Tool to figure out easy classes at WPI based on student course reports. Runs on Python 3.
WPI probably does not want people scraping this data off their sites and might get annoyed if they notice this. Reminder any time you scrape this data you are sending the request both from your IP address and with your own CAS authentication token which can easily be traced back to you. They know who is sending these massive amounts of requests and they might try to take action against you.
I'm not going to heavily maintain this project so expect certain areas to break as time goes by. This pulls all data from oscar.wpi.edu so if nearly anything on that site gets updated (which I expect it will very soon) then this whole program could break. It is also only set up to currently grab course reports from 2018-2019 and 2019-2020.
Since WPI currently has the course reports behind a login wall I will assume they don't want this data to be accesible by anyone outside of the school so I will not provide a copy of this data here or any way to obtain the data unless you are a student of WPI. To obtain a copy of the data yourself you must run data.py which will scrape all the data from the WPI site, join it into one big dataset, and add calculated easy values to the dataset. Notice: This currently functions all in memory so if this still works many years later it may break if all the data can not fit into main memory.
Setup has a time delay built into each request to try and make it less like a rapid deluge of requests so if you want to dramatically speed the program up just remove that delay but be warned WPI may not like that and take notice of it. You could always multithread the requests to rapidly speed it up but the code currently is not fully set up for that.
To run: python data.py CAS_TOKEN [gradeWeight] [timeWeight]
Where CAS_TOKEN is your assigned cas security token (explained below), gradeWeight is the weight you want to assign to how many people say they get good grades (default is 1.0, higher means it is more important), and timeWeight is the weight you want to assign to how many hours people say the course takes them outside of class (default is 1.0, higher means it is more important). Note you must have both a gradeWeight and a timeWeight if you want to use them.

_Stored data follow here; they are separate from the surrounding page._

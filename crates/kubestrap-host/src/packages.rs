use std::fmt;
use std::str::FromStr;

use tracing::debug;

use crate::error::{HostError, Result};
use crate::exec::CommandExecutor;

/// Supported package managers.
#[derive(Debug, Clone, Copy, PartialEq, Eq)]
pub enum PackageManager {
    Apt,
    Dnf,
    Yum,
}

impl fmt::Display for PackageManager {
    fn fmt(&self, f: &mut fmt::Formatter<'_>) -> fmt::Result {
        match self {
            Self::Apt => write!(f, "apt"),
            Self::Dnf => write!(f, "dnf"),
            Self::Yum => write!(f, "yum"),
        }
    }
}

#[derive(Debug, thiserror::Error)]
#[error("unknown package manager '{0}' (expected apt, dnf or yum)")]
pub struct UnknownPackageManager(pub String);

impl FromStr for PackageManager {
    type Err = UnknownPackageManager;

    fn from_str(s: &str) -> std::result::Result<Self, Self::Err> {
        match s {
            "apt" | "apt-get" => Ok(Self::Apt),
            "dnf" => Ok(Self::Dnf),
            "yum" => Ok(Self::Yum),
            other => Err(UnknownPackageManager(other.to_string())),
        }
    }
}

impl PackageManager {
    /// First package manager found on `PATH`.
    ///
    /// # Errors
    ///
    /// Returns [`HostError::NoPackageManager`] if none is available.
    pub fn detect<E: CommandExecutor + ?Sized>(exec: &E) -> Result<Self> {
        [Self::Apt, Self::Dnf, Self::Yum]
            .into_iter()
            .find(|pm| exec.command_exists(pm.program()))
            .ok_or(HostError::NoPackageManager)
    }

    /// Binary that performs installs and removals.
    #[must_use]
    pub fn program(self) -> &'static str {
        match self {
            Self::Apt => "apt-get",
            Self::Dnf => "dnf",
            Self::Yum => "yum",
        }
    }

    /// Install `packages`, refreshing the index first on apt.
    ///
    /// # Errors
    ///
    /// Returns an error if the package manager fails.
    pub fn install<E: CommandExecutor + ?Sized>(self, exec: &E, packages: &[&str]) -> Result<()> {
        debug!(manager = %self, ?packages, "installing packages");
        match self {
            Self::Apt => {
                apt(exec, &["update"])?;
                let mut args = vec!["install", "-y"];
                args.extend_from_slice(packages);
                apt(exec, &args)
            }
            Self::Dnf | Self::Yum => {
                let mut args = vec!["install", "-y"];
                args.extend_from_slice(packages);
                exec.run_checked(self.program(), &args).map(|_| ())
            }
        }
    }

    /// # Errors
    ///
    /// Returns an error if the package manager fails.
    pub fn remove<E: CommandExecutor + ?Sized>(self, exec: &E, packages: &[&str]) -> Result<()> {
        debug!(manager = %self, ?packages, "removing packages");
        match self {
            Self::Apt => {
                let mut args = vec!["purge", "-y"];
                args.extend_from_slice(packages);
                apt(exec, &args)
            }
            Self::Dnf | Self::Yum => {
                let mut args = vec!["remove", "-y"];
                args.extend_from_slice(packages);
                exec.run_checked(self.program(), &args).map(|_| ())
            }
        }
    }

    /// Pin packages at their installed version.
    ///
    /// # Errors
    ///
    /// Returns an error if the hold cannot be placed.
    pub fn hold<E: CommandExecutor + ?Sized>(self, exec: &E, packages: &[&str]) -> Result<()> {
        match self {
            Self::Apt => {
                let mut args = vec!["hold"];
                args.extend_from_slice(packages);
                exec.run_checked("apt-mark", &args).map(|_| ())
            }
            Self::Dnf | Self::Yum => {
                let mut args = vec!["versionlock", "add"];
                args.extend_from_slice(packages);
                exec.run_checked(self.program(), &args).map(|_| ())
            }
        }
    }

    /// # Errors
    ///
    /// Returns an error if the hold cannot be released.
    pub fn unhold<E: CommandExecutor + ?Sized>(self, exec: &E, packages: &[&str]) -> Result<()> {
        match self {
            Self::Apt => {
                let mut args = vec!["unhold"];
                args.extend_from_slice(packages);
                exec.run_checked("apt-mark", &args).map(|_| ())
            }
            Self::Dnf | Self::Yum => {
                let mut args = vec!["versionlock", "delete"];
                args.extend_from_slice(packages);
                exec.run_checked(self.program(), &args).map(|_| ())
            }
        }
    }

    /// Whether `package` is currently installed.
    pub fn is_installed<E: CommandExecutor + ?Sized>(self, exec: &E, package: &str) -> bool {
        let output = match self {
            Self::Apt => exec.run("dpkg-query", &["-W", "-f=${Status}", package]),
            Self::Dnf | Self::Yum => exec.run("rpm", &["-q", package]),
        };
        match (self, output) {
            (Self::Apt, Ok(out)) => out.is_success() && out.stdout.contains("install ok installed"),
            (_, Ok(out)) => out.is_success(),
            (_, Err(_)) => false,
        }
    }

    /// Package spec pinned to `version`, in this manager's syntax.
    ///
    /// Apt pins need the full Debian revision, so a bare `1.30.2` becomes
    /// `kubeadm=1.30.2-*`.
    #[must_use]
    pub fn pinned(self, package: &str, version: Option<&str>) -> String {
        match (self, version) {
            (_, None) => package.to_string(),
            (Self::Apt, Some(v)) if v.contains('-') => format!("{package}={v}"),
            (Self::Apt, Some(v)) => format!("{package}={v}-*"),
            (Self::Dnf | Self::Yum, Some(v)) => format!("{package}-{v}"),
        }
    }
}

fn apt<E: CommandExecutor + ?Sized>(exec: &E, args: &[&str]) -> Result<()> {
    let mut full = vec!["DEBIAN_FRONTEND=noninteractive", "apt-get"];
    full.extend_from_slice(args);
    exec.run_checked("env", &full).map(|_| ())
}

#[cfg(test)]
mod tests {
    use super::*;

    #[test]
    fn parses_known_managers() {
        assert_eq!("apt".parse::<PackageManager>().ok(), Some(PackageManager::Apt));
        assert_eq!("apt-get".parse::<PackageManager>().ok(), Some(PackageManager::Apt));
        assert_eq!("dnf".parse::<PackageManager>().ok(), Some(PackageManager::Dnf));
        assert_eq!("yum".parse::<PackageManager>().ok(), Some(PackageManager::Yum));
    }

    #[test]
    fn rejects_unknown_manager() {
        let err = "pacman".parse::<PackageManager>().expect_err("unknown");

        assert!(err.to_string().contains("pacman"));
    }

    #[test]
    fn pinned_versions_follow_manager_syntax() {
        assert_eq!(PackageManager::Apt.pinned("kubeadm", None), "kubeadm");
        assert_eq!(
            PackageManager::Apt.pinned("kubeadm", Some("1.30.2")),
            "kubeadm=1.30.2-*"
        );
        assert_eq!(
            PackageManager::Apt.pinned("kubeadm", Some("1.30.2-1.1")),
            "kubeadm=1.30.2-1.1"
        );
        assert_eq!(
            PackageManager::Dnf.pinned("kubeadm", Some("1.30.2")),
            "kubeadm-1.30.2"
        );
    }
}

To obtain your cas token go to oscar.wpi.edu, select a year and then open up your web console, go to the network tab and select a class from the drop down. At any point in this process if it asks you to log into CAS do so. Once you select a class there should be a request in your network tab, look through the request properties to find one relating to CAS, that will be your CAS authentication token, copy that down and enter it as an argument when you run the program. Note it will change once your cas token expires and you must log back in.
You should now have all the data you need and should not need to run data.py again.
The program allows you to either enter a specific course (i.e. CS 1101) and get rankings on the easiest professor to take it with or enter a specific major and get rankings on the easiest classes within the major.
To run: python easy.py
From there things should be self-explanatory but either enter a course or major.
This program honestly isn't that useful. Course reports while useful to the professor to make decisions about how to improve the class are not the best metric to measure the easiness of a class. You will tend to notice that higher level courses for some reason tend to rank easier, specifically graduate level classes. While I cannot give a definite reason to this my guess is along the line of graduate students tend not to fill out the course reports as much and tend to expect courses to be harder so they are more willing to put up with it and rank them easier. This program works best for deciding which professor to take a certain class with as that tends to be at least semi-insightful. Lower-level classes tend to be seen as very hard because many people take them and as such many people rank them and a lot of people outside the designated major take them and might find them harder than people within the major. Use the data you find within at your own risk.